● WHAT THE TASK ASKS: Reproduce exactly the opening lines of the listing, stopping after the line that contains "use std::time::Duration;" and including it.

● THE DATA:

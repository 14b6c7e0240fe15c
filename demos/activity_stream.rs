/// Activity stream example: a simulated sensor thread feeding a subscription
use std::collections::HashMap;
use std::sync::atomic::{AtomicBool, AtomicU64, Ordering};
use std::sync::mpsc::SyncSender;
use std::sync::{Arc, Mutex};
use std::thread;
use std::time::Duration;

use motion_sensing::stream::RegistrationId;
use motion_sensing::{
    AccelerometerSource, ActivityChannel, PipelineConfig, RawSample, SensingResult,
};

/// Plays back a synthetic walk at roughly 50 Hz on its own thread.
#[derive(Default)]
struct SimulatedAccelerometer {
    next_id: AtomicU64,
    running: Mutex<HashMap<RegistrationId, Arc<AtomicBool>>>,
}

impl AccelerometerSource for SimulatedAccelerometer {
    fn register(&self, delivery: SyncSender<RawSample>) -> SensingResult<RegistrationId> {
        let id = self.next_id.fetch_add(1, Ordering::SeqCst);
        let active = Arc::new(AtomicBool::new(true));
        if let Ok(mut running) = self.running.lock() {
            running.insert(id, Arc::clone(&active));
        }

        thread::spawn(move || {
            for i in 0..60 {
                if !active.load(Ordering::SeqCst) {
                    break;
                }
                let z = if i < 15 {
                    9.81
                } else if i % 2 == 0 {
                    11.0
                } else {
                    13.2
                };
                // drop the sample rather than block the sensor thread
                let _ = delivery.try_send(RawSample::new(0.1, 0.2, z));
                thread::sleep(Duration::from_millis(20));
            }
        });
        Ok(id)
    }

    fn unregister(&self, id: RegistrationId) {
        if let Ok(mut running) = self.running.lock() {
            if let Some(active) = running.remove(&id) {
                active.store(false, Ordering::SeqCst);
            }
        }
    }
}

fn main() -> SensingResult<()> {
    println!("=== Motion Sensing: Activity Stream ===\n");

    let sensor = Arc::new(SimulatedAccelerometer::default());
    let mut channel = ActivityChannel::new(Arc::clone(&sensor), PipelineConfig::default());
    channel.subscribe()?;

    let mut received = 0;
    while let Some(report) = channel.next_record() {
        received += 1;
        println!("{}", report.to_json()?);

        if received == 10 {
            let ack = channel.handle_method("reset")?;
            println!("-- reset, steps now {} --", ack.step_count);
        }
    }

    println!("\nSensor finished after {received} reports");
    println!("Subscribed: {}", channel.is_subscribed());
    Ok(())
}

● WRITTEN ANSWER:
repository 14b6c7e0240fe15c
filename demos/activity_stream.rs
/// Activity stream example: a simulated sensor thread feeding a subscription
use std::collections::HashMap;
use std::sync::atomic::{AtomicBool, AtomicU64, Ordering};
use std::sync::mpsc::SyncSender;
use std::sync::{Arc, Mutex};
use std::thread;
use std::time::Duration;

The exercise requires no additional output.